A module for parsing and manipulating HTML using Cheerio.
It provides functions to load HTML from strings, files, and URLs, allowing for easy querying and manipulation of HTML documents.
This module is particularly useful for web scraping, data extraction, and HTML manipulation tasks in Gingee applications.
It abstracts the complexities of working with raw HTML, providing a simple and consistent API for developers.
It leverages the Cheerio library to provide a jQuery-like syntax for traversing and manipulating the HTML structure.

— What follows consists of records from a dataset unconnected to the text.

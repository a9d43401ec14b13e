pub mod action;
pub mod client;
pub mod config;
mod engine;
mod error;
pub mod event_log;
pub mod model;
pub mod network;
pub mod state;

pub use action::{ActionKind, ActionOutcome, ActionParams, ActionPhase, ActionReply, ActionRequest};
pub use client::MarketClient;
pub use config::{SyncConfig, SyncConfigBuilder};
pub use error::{SyncError, SyncResult};
pub use event_log::{EventLevel, EventLog, EventRecord, EventTag};
pub use network::{ConnectionState, Connector, HttpMarketApi, MarketApi, Transport, WsConnector};
pub use state::{AgentEntry, MarketView};
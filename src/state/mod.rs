pub mod reconciler;
pub mod view;

pub use reconciler::{AgentEntry, AgentMap, Reconciler};
pub use view::MarketView;
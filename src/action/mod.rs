pub mod dispatcher;
pub mod kind;

pub use dispatcher::{execute, ActionDispatcher};
pub use kind::{ActionKind, ActionOutcome, ActionParams, ActionPhase, ActionReply, ActionRequest};
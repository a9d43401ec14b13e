//! Client configuration with tunable timings and endpoints.

use std::time::Duration;

use url::Url;

use crate::error::{SyncError, SyncResult};

/// Configuration for a [`MarketClient`](crate::MarketClient).
#[derive(Debug, Clone)]
pub struct SyncConfig {
    /// Base URL of the pull interface (default: http://localhost:8000)
    pub api_url: String,
    /// Path of the push stream, appended to the ws form of `api_url` (default: /market/stream)
    pub stream_path: String,
    /// Fixed delay before a reconnect attempt (default: 3s)
    pub reconnect_delay: Duration,
    /// Interval of the background pull resync (default: 10s)
    pub resync_interval: Duration,
    /// Maximum retained event log entries (default: 50)
    pub event_log_capacity: usize,
    /// Timeout applied to each pull request (default: 30s)
    pub request_timeout: Duration,
    /// Capacity of the stream event channel (default: 100)
    pub link_channel_capacity: usize,
    /// Capacity of the outbound frame and handle command channels (default: 32)
    pub command_channel_capacity: usize,
}

impl Default for SyncConfig {
    fn default() -> Self {
        Self {
            api_url: "http://localhost:8000".to_string(),
            stream_path: "/market/stream".to_string(),
            reconnect_delay: Duration::from_secs(3),
            resync_interval: Duration::from_secs(10),
            event_log_capacity: 50,
            request_timeout: Duration::from_secs(30),
            link_channel_capacity: 100,
            command_channel_capacity: 32,
        }
    }
}

impl SyncConfig {
    /// Create a new config builder.
    pub fn builder() -> SyncConfigBuilder {
        SyncConfigBuilder::default()
    }

    /// Load configuration from environment variables with defaults.
    ///
    /// Unparseable numeric values are ignored and the default is kept.
    pub fn from_env() -> Self {
        Self::from_lookup(|key| std::env::var(key).ok())
    }

    fn from_lookup(lookup: impl Fn(&str) -> Option<String>) -> Self {
        let mut config = Self::default();

        if let Some(url) = lookup("AEX_API_URL") {
            config.api_url = url;
        }
        if let Some(path) = lookup("AEX_STREAM_PATH") {
            config.stream_path = path;
        }
        if let Some(ms) = lookup("AEX_RECONNECT_DELAY_MS").and_then(|v| v.parse().ok()) {
            config.reconnect_delay = Duration::from_millis(ms);
        }
        if let Some(ms) = lookup("AEX_RESYNC_INTERVAL_MS").and_then(|v| v.parse().ok()) {
            config.resync_interval = Duration::from_millis(ms);
        }
        if let Some(cap) = lookup("AEX_EVENT_LOG_CAPACITY").and_then(|v| v.parse().ok()) {
            config.event_log_capacity = cap;
        }
        if let Some(ms) = lookup("AEX_REQUEST_TIMEOUT_MS").and_then(|v| v.parse().ok()) {
            config.request_timeout = Duration::from_millis(ms);
        }

        config
    }

    /// Derive the push-stream URL: `http` becomes `ws`, `https` becomes `wss`.
    pub fn stream_url(&self) -> SyncResult<Url> {
        let mut url = Url::parse(&self.api_url)?;
        let scheme = match url.scheme() {
            "https" | "wss" => "wss",
            "http" | "ws" => "ws",
            other => {
                return Err(SyncError::ConnectionError(format!(
                    "unsupported API URL scheme '{}'",
                    other
                )))
            }
        };
        url.set_scheme(scheme).map_err(|()| {
            SyncError::ConnectionError(format!("cannot derive {} URL from {}", scheme, self.api_url))
        })?;

        let base = url.path().trim_end_matches('/').to_string();
        url.set_path(&format!("{}{}", base, self.stream_path));
        Ok(url)
    }
}

/// Builder pattern for SyncConfig.
#[derive(Default)]
pub struct SyncConfigBuilder {
    config: SyncConfig,
}

impl SyncConfigBuilder {
    pub fn api_url(mut self, url: impl Into<String>) -> Self {
        self.config.api_url = url.into();
        self
    }

    pub fn stream_path(mut self, path: impl Into<String>) -> Self {
        self.config.stream_path = path.into();
        self
    }

    pub fn reconnect_delay(mut self, delay: Duration) -> Self {
        self.config.reconnect_delay = delay;
        self
    }

    pub fn resync_interval(mut self, interval: Duration) -> Self {
        self.config.resync_interval = interval;
        self
    }

    pub fn event_log_capacity(mut self, capacity: usize) -> Self {
        self.config.event_log_capacity = capacity;
        self
    }

    pub fn request_timeout(mut self, timeout: Duration) -> Self {
        self.config.request_timeout = timeout;
        self
    }

    pub fn link_channel_capacity(mut self, capacity: usize) -> Self {
        self.config.link_channel_capacity = capacity;
        self
    }

    pub fn command_channel_capacity(mut self, capacity: usize) -> Self {
        self.config.command_channel_capacity = capacity;
        self
    }

    /// Build the configuration.
    pub fn build(self) -> SyncConfig {
        self.config
    }
}

#[cfg(test)]
mod tests {
    use super::*;
    use std::collections::HashMap;

    #[test]
    fn test_default_config() {
        let config = SyncConfig::default();
        assert_eq!(config.reconnect_delay, Duration::from_secs(3));
        assert_eq!(config.resync_interval, Duration::from_secs(10));
        assert_eq!(config.event_log_capacity, 50);
    }

    #[test]
    fn test_builder() {
        let config = SyncConfig::builder()
            .api_url("http://exchange.local:9000")
            .reconnect_delay(Duration::from_millis(250))
            .event_log_capacity(10)
            .build();

        assert_eq!(config.api_url, "http://exchange.local:9000");
        assert_eq!(config.reconnect_delay, Duration::from_millis(250));
        assert_eq!(config.event_log_capacity, 10);
        assert_eq!(config.resync_interval, Duration::from_secs(10));
    }

    #[test]
    fn test_env_overrides() {
        let vars: HashMap<&str, &str> = [
            ("AEX_API_URL", "https://aex.example.com"),
            ("AEX_RECONNECT_DELAY_MS", "1500"),
            ("AEX_RESYNC_INTERVAL_MS", "not-a-number"),
            ("AEX_EVENT_LOG_CAPACITY", "20"),
        ]
        .into_iter()
        .collect();

        let config = SyncConfig::from_lookup(|key| vars.get(key).map(|v| v.to_string()));

        assert_eq!(config.api_url, "https://aex.example.com");
        assert_eq!(config.reconnect_delay, Duration::from_millis(1500));
        assert_eq!(config.resync_interval, Duration::from_secs(10));
        assert_eq!(config.event_log_capacity, 20);
    }

    #[test]
    fn test_stream_url_swaps_scheme() {
        let config = SyncConfig::default();
        assert_eq!(
            config.stream_url().unwrap().as_str(),
            "ws://localhost:8000/market/stream"
        );

        let tls = SyncConfig::builder()
            .api_url("https://aex.example.com/api/")
            .build();
        assert_eq!(
            tls.stream_url().unwrap().as_str(),
            "wss://aex.example.com/api/market/stream"
        );
    }

    #[test]
    fn test_stream_url_rejects_garbage() {
        let config = SyncConfig::builder().api_url("not a url").build();
        assert!(config.stream_url().is_err());
    }

    #[test]
    fn test_stream_url_rejects_foreign_scheme() {
        let config = SyncConfig::builder().api_url("foo://aex.example.com").build();
        assert!(matches!(
            config.stream_url(),
            Err(SyncError::ConnectionError(msg)) if msg.contains("foo")
        ));

        let ftp = SyncConfig::builder().api_url("ftp://aex.example.com").build();
        assert!(ftp.stream_url().is_err());
    }
}
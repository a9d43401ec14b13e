use serde::{Deserialize, Serialize};

#[derive(Debug, Clone, Copy, PartialEq, Eq, Hash, Deserialize, Serialize)]
#[serde(rename_all = "SCREAMING_SNAKE_CASE")]
pub enum ShockType {
    Regulation,
    Cyber,
    FxShock,
    Earthquake,
    Sanctions,
}

impl ShockType {
    pub const ALL: [ShockType; 5] = [
        Self::Regulation,
        Self::Cyber,
        Self::FxShock,
        Self::Earthquake,
        Self::Sanctions,
    ];

    pub fn as_str(&self) -> &'static str {
        match self {
            Self::Regulation => "REGULATION",
            Self::Cyber => "CYBER",
            Self::FxShock => "FX_SHOCK",
            Self::Earthquake => "EARTHQUAKE",
            Self::Sanctions => "SANCTIONS",
        }
    }
}

impl std::fmt::Display for ShockType {
    fn fmt(&self, f: &mut std::fmt::Formatter<'_>) -> std::fmt::Result {
        write!(f, "{}", self.as_str())
    }
}

impl std::str::FromStr for ShockType {
    type Err = String;

    fn from_str(s: &str) -> Result<Self, Self::Err> {
        Self::ALL
            .into_iter()
            .find(|t| t.as_str().eq_ignore_ascii_case(s))
            .ok_or_else(|| format!("unknown shock type: {}", s))
    }
}

/// An external disruption, either injected manually or sourced from a feed.
#[derive(Debug, Clone, PartialEq, Deserialize, Serialize)]
pub struct ShockEvent {
    pub id: String,
    #[serde(rename = "type")]
    pub shock_type: ShockType,
    /// 0.0 - 1.0
    pub severity: f64,
    pub description: String,
    /// Unix seconds
    pub timestamp: f64,
    #[serde(default)]
    pub ticks_remaining: u32,
    #[serde(default)]
    pub source: String,
}

impl ShockEvent {
    /// One-line summary used for event log entries.
    pub fn summary(&self) -> String {
        format!(
            "{} shock (severity: {:.2}) - {}",
            self.shock_type, self.severity, self.description
        )
    }
}

/// Body of `POST /shock/inject`. Omitted overrides are computed server side.
#[derive(Debug, Clone, PartialEq, Deserialize, Serialize)]
pub struct InjectShockRequest {
    pub shock_type: ShockType,
    #[serde(skip_serializing_if = "Option::is_none")]
    pub severity: Option<f64>,
    #[serde(skip_serializing_if = "Option::is_none")]
    pub description: Option<String>,
}

impl InjectShockRequest {
    pub fn new(shock_type: ShockType) -> Self {
        Self {
            shock_type,
            severity: None,
            description: None,
        }
    }
}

It supports both synchronous and asynchronous operations, making it flexible for various use cases.
- Description:
- A module for parsing and manipulating HTML using Cheerio. It provides functions to load HTML from strings, files, and URLs, allowing for easy querying and manipulation of HTML documents. This module is particularly useful for web scraping, data extraction, and HTML manipulation tasks in Gingee applications. It abstracts the complexities of working with raw HTML, providing a simple and consistent API for developers. It leverages the Cheerio library to provide a jQuery-like syntax for traversing and manipulating the HTML structure. It supports both synchronous and asynchronous operations, making it flexible for various use cases.
Methods
(static) fromFile(scope, filePath) → {Promise.<cheerio.CheerioAPI>}
- Description:
- Reads and parses an HTML file from the secure filesystem. This function allows you to load HTML content from a file, ensuring that the file is read securely within the Gingee environment. It uses the secure file system module to read the file content and then parses it into a Cheerio instance. This is particularly useful for applications that need to manipulate or query HTML files stored in the Gingee filesystem. It abstracts the file reading process, providing a simple interface to work with HTML files.
Example
const $ = await html.fromFile(fs.BOX, 'data/myfile.html');
console.log($('.test').text()); // Outputs the text content of the .test element
Parameters:
Name | Type | Description |
---|---|---|
scope |
string | The scope to operate in (fs.BOX or fs.WEB). |
filePath |
string | The path to the HTML file. |
Throws:
-
If the file cannot be read or parsed.
- Type
- Error
Returns:
A Promise that resolves to the Cheerio instance.
- Type
- Promise.<cheerio.CheerioAPI>
(static) fromFileSync(scope, filePath) → {cheerio.CheerioAPI}
- Description:
- Synchronously reads and parses an HTML file from the secure filesystem. This function allows you to load HTML content from a file in a synchronous manner, ensuring that the file is read securely within the Gingee environment. It uses the secure file system module to read the file content and then parses it into a Cheerio instance. This is particularly useful for applications that need to manipulate or query HTML files stored in the Gingee filesystem in a synchronous context. It abstracts the file reading process, providing a simple interface to work with HTML files.
Example
const $ = html.fromFileSync(fs.BOX, 'data/myfile.html');
console.log($('.test').text()); // Outputs the text content of the .test element
Parameters:
Name | Type | Description |
---|---|---|
scope |
string | The scope to operate in (fs.BOX or fs.WEB). |
filePath |
string | The path to the HTML file. |
Throws:
-
If the file cannot be read or parsed.
- Type
- Error
Returns:
The Cheerio instance for querying.
- Type
- cheerio.CheerioAPI
(static) fromString(htmlString) → {cheerio.CheerioAPI}
- Description:
- Parses an HTML document from a string. This function takes a raw HTML string and returns a Cheerio instance for querying and manipulating the HTML content. It is useful for scenarios where HTML content is dynamically generated or fetched from an external source.
Example
const $ = html.fromString('<div class="test">Hello, World!</div>');
console.log($('.test').text()); // Outputs: Hello, World!
Parameters:
Name | Type | Description |
---|---|---|
htmlString |
string | The raw HTML content to parse. |
Throws:
-
If the input is not a string.
- Type
- Error
Returns:
The Cheerio instance for querying.
- Type
- cheerio.CheerioAPI
(static) fromUrl(url, optionsopt) → {Promise.<cheerio.CheerioAPI>}
- Description:
- Asynchronously fetches and parses an HTML document from a URL. This function retrieves HTML content from a specified URL and returns a Cheerio instance for querying and manipulating the HTML. It is useful for web scraping, data extraction, and any scenario where you need to work with HTML content from the web. It abstracts the complexities of making HTTP requests and parsing the response, providing a simple interface for developers. It ensures that the response is of the correct content type (text/html) before parsing. It supports only url with response of content type - 'text/html'.
Example
const $ = await html.fromUrl('https://example.com');
console.log($('.test').text()); // Outputs the text content of the .test element
Parameters:
Name | Type | Attributes | Description |
---|---|---|---|
url |
string | The URL of the webpage to scrape. | |
options |
object |
<optional> |
Options to be passed for the http call (like request headers). |
Throws:
-
If the response is not of type 'text/html' or if the HTML cannot be parsed.
- Type
- Error
Returns:
A Promise that resolves to the Cheerio instance.
- Type
- Promise.<cheerio.CheerioAPI>